### [What is expected]
Print the whole listing below again, exactly as given.

★ ★ ★ ★ ★

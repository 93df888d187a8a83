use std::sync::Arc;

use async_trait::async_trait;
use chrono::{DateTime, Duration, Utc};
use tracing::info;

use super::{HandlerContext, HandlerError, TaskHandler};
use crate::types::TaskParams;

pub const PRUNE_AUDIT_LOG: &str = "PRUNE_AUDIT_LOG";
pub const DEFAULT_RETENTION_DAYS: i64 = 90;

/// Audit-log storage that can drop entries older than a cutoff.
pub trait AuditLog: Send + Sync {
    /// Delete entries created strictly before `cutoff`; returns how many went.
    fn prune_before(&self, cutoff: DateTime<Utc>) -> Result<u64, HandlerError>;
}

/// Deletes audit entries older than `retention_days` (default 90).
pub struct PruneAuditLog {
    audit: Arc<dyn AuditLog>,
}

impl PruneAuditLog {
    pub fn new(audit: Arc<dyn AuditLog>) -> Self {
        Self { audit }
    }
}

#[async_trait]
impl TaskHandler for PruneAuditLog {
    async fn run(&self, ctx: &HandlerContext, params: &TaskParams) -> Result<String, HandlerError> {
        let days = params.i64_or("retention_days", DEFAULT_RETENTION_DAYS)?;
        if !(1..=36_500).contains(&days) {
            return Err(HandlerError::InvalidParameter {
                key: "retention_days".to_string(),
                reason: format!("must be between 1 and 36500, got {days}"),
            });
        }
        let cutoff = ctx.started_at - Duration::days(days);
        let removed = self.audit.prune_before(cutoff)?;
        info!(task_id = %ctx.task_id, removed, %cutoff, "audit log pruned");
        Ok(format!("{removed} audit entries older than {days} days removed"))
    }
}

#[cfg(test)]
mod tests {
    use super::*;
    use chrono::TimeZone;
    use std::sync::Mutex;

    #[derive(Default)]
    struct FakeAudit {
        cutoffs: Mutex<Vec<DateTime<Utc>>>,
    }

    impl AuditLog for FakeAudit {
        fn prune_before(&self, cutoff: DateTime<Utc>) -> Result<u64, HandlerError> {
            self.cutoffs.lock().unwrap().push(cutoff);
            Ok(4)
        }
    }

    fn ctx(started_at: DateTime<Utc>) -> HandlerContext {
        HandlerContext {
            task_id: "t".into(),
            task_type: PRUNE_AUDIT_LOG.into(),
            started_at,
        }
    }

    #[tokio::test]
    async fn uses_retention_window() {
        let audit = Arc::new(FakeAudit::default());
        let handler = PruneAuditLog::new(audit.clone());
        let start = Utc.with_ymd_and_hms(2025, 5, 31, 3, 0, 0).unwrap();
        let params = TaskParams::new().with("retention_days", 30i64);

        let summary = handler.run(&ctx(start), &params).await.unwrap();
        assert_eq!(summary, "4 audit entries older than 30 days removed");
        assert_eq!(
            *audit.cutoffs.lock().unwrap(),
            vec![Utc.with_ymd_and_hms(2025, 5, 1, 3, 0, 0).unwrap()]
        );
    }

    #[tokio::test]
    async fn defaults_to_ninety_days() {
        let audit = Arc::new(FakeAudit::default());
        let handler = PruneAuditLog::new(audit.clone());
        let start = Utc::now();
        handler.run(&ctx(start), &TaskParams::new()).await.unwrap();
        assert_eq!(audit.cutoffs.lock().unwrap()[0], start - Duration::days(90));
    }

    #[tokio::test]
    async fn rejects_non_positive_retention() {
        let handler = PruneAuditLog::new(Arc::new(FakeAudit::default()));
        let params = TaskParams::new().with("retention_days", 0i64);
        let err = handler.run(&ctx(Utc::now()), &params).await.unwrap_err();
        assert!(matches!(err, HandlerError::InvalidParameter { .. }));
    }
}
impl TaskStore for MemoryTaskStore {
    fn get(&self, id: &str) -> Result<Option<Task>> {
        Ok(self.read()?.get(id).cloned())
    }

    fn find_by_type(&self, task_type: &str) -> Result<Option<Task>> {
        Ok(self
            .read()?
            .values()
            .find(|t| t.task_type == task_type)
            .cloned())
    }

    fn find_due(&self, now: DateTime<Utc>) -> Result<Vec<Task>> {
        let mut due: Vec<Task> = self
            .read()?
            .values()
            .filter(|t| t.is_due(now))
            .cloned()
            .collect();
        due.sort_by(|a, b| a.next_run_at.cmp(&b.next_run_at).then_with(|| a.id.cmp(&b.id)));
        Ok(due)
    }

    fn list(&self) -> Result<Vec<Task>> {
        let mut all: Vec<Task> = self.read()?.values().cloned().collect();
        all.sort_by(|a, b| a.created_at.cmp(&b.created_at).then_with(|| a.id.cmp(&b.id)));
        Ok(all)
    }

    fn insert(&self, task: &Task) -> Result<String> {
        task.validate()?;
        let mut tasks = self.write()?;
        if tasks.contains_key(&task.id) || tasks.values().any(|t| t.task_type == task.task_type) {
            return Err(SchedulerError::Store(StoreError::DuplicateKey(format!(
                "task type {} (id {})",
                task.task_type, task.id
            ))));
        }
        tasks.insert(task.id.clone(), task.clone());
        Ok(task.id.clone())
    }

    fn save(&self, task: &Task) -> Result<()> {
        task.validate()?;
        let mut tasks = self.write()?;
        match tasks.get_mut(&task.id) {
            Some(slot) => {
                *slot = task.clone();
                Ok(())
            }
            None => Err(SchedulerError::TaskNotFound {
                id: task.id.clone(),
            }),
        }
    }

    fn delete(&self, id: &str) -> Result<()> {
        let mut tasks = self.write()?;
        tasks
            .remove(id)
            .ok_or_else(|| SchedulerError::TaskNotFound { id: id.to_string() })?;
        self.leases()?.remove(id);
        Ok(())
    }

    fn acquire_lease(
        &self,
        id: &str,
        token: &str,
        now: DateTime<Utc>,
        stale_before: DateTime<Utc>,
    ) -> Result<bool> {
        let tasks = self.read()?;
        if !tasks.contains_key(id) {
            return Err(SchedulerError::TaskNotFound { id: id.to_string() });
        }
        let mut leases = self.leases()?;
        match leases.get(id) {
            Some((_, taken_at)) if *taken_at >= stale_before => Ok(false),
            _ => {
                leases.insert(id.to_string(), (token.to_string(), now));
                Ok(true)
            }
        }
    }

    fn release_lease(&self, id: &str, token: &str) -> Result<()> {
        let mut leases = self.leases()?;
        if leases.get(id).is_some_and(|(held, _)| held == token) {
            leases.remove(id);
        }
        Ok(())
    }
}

★ ★ ★ ★ ★

### [Solution to this task]
repository 93df888d187a8a83
use std::sync::Arc;

use async_trait::async_trait;
use chrono::{DateTime, Duration, Utc};
use tracing::info;

use super::{HandlerContext, HandlerError, TaskHandler};
use crate::types::TaskParams;

pub const PRUNE_AUDIT_LOG: &str = "PRUNE_AUDIT_LOG";
pub const DEFAULT_RETENTION_DAYS: i64 = 90;

/// Audit-log storage that can drop entries older than a cutoff.
pub trait AuditLog: Send + Sync {
    /// Delete entries created strictly before `cutoff`; returns how many went.
    fn prune_before(&self, cutoff: DateTime<Utc>) -> Result<u64, HandlerError>;
}

/// Deletes audit entries older than `retention_days` (default 90).
pub struct PruneAuditLog {
    audit: Arc<dyn AuditLog>,
}

impl PruneAuditLog {
    pub fn new(audit: Arc<dyn AuditLog>) -> Self {
        Self { audit }
    }
}

#[async_trait]
impl TaskHandler for PruneAuditLog {
    async fn run(&self, ctx: &HandlerContext, params: &TaskParams) -> Result<String, HandlerError> {
        let days = params.i64_or("retention_days", DEFAULT_RETENTION_DAYS)?;
        if !(1..=36_500).contains(&days) {
            return Err(HandlerError::InvalidParameter {
                key: "retention_days".to_string(),
                reason: format!("must be between 1 and 36500, got {days}"),
            });
        }
        let cutoff = ctx.started_at - Duration::days(days);
        let removed = self.audit.prune_before(cutoff)?;
        info!(task_id = %ctx.task_id, removed, %cutoff, "audit log pruned");
        Ok(format!("{removed} audit entries older than {days} days removed"))
    }
}

#[cfg(test)]
mod tests {
    use super::*;
    use chrono::TimeZone;
    use std::sync::Mutex;

    #[derive(Default)]
    struct FakeAudit {
        cutoffs: Mutex<Vec<DateTime<Utc>>>,
    }

    impl AuditLog for FakeAudit {
        fn prune_before(&self, cutoff: DateTime<Utc>) -> Result<u64, HandlerError> {
            self.cutoffs.lock().unwrap().push(cutoff);
            Ok(4)
        }
    }

    fn ctx(started_at: DateTime<Utc>) -> HandlerContext {
        HandlerContext {
            task_id: "t".into(),
            task_type: PRUNE_AUDIT_LOG.into(),
            started_at,
        }
    }

    #[tokio::test]
    async fn uses_retention_window() {
        let audit = Arc::new(FakeAudit::default());
        let handler = PruneAuditLog::new(audit.clone());
        let start = Utc.with_ymd_and_hms(2025, 5, 31, 3, 0, 0).unwrap();
        let params = TaskParams::new().with("retention_days", 30i64);

        let summary = handler.run(&ctx(start), &params).await.unwrap();
        assert_eq!(summary, "4 audit entries older than 30 days removed");
        assert_eq!(
            *audit.cutoffs.lock().unwrap(),
            vec![Utc.with_ymd_and_hms(2025, 5, 1, 3, 0, 0).unwrap()]
        );
    }

    #[tokio::test]
    async fn defaults_to_ninety_days() {
        let audit = Arc::new(FakeAudit::default());
        let handler = PruneAuditLog::new(audit.clone());
        let start = Utc::now();
        handler.run(&ctx(start), &TaskParams::new()).await.unwrap();
        assert_eq!(audit.cutoffs.lock().unwrap()[0], start - Duration::days(90));
    }

    #[tokio::test]
    async fn rejects_non_positive_retention() {
        let handler = PruneAuditLog::new(Arc::new(FakeAudit::default()));
        let params = TaskParams::new().with("retention_days", 0i64);
        let err = handler.run(&ctx(Utc::now()), &params).await.unwrap_err();
        assert!(matches!(err, HandlerError::InvalidParameter { .. }));
    }
}
impl TaskStore for MemoryTaskStore {
    fn get(&self, id: &str) -> Result<Option<Task>> {
        Ok(self.read()?.get(id).cloned())
    }

    fn find_by_type(&self, task_type: &str) -> Result<Option<Task>> {
        Ok(self
            .read()?
            .values()
            .find(|t| t.task_type == task_type)
            .cloned())
    }

    fn find_due(&self, now: DateTime<Utc>) -> Result<Vec<Task>> {
        let mut due: Vec<Task> = self
            .read()?
            .values()
            .filter(|t| t.is_due(now))
            .cloned()
            .collect();
        due.sort_by(|a, b| a.next_run_at.cmp(&b.next_run_at).then_with(|| a.id.cmp(&b.id)));
        Ok(due)
    }

    fn list(&self) -> Result<Vec<Task>> {
        let mut all: Vec<Task> = self.read()?.values().cloned().collect();
        all.sort_by(|a, b| a.created_at.cmp(&b.created_at).then_with(|| a.id.cmp(&b.id)));
        Ok(all)
    }

    fn insert(&self, task: &Task) -> Result<String> {
        task.validate()?;
        let mut tasks = self.write()?;
        if tasks.contains_key(&task.id) || tasks.values().any(|t| t.task_type == task.task_type) {
            return Err(SchedulerError::Store(StoreError::DuplicateKey(format!(
                "task type {} (id {})",
                task.task_type, task.id
            ))));
        }
        tasks.insert(task.id.clone(), task.clone());
        Ok(task.id.clone())
    }

    fn save(&self, task: &Task) -> Result<()> {
        task.validate()?;
        let mut tasks = self.write()?;
        match tasks.get_mut(&task.id) {
            Some(slot) => {
                *slot = task.clone();
                Ok(())
            }
            None => Err(SchedulerError::TaskNotFound {
                id: task.id.clone(),
            }),
        }
    }

    fn delete(&self, id: &str) -> Result<()> {
        let mut tasks = self.write()?;
        tasks
            .remove(id)
            .ok_or_else(|| SchedulerError::TaskNotFound { id: id.to_string() })?;
        self.leases()?.remove(id);
        Ok(())
    }

    fn acquire_lease(
        &self,
        id: &str,
        token: &str,
        now: DateTime<Utc>,
        stale_before: DateTime<Utc>,
    ) -> Result<bool> {
        let tasks = self.read()?;
        if !tasks.contains_key(id) {
            return Err(SchedulerError::TaskNotFound { id: id.to_string() });
        }
        let mut leases = self.leases()?;
        match leases.get(id) {
            Some((_, taken_at)) if *taken_at >= stale_before => Ok(false),
            _ => {
                leases.insert(id.to_string(), (token.to_string(), now));
                Ok(true)
            }
        }
    }

    fn release_lease(&self, id: &str, token: &str) -> Result<()> {
        let mut leases = self.leases()?;
        if leases.get(id).is_some_and(|(held, _)| held == token) {
            leases.remove(id);
        }
        Ok(())
    }
}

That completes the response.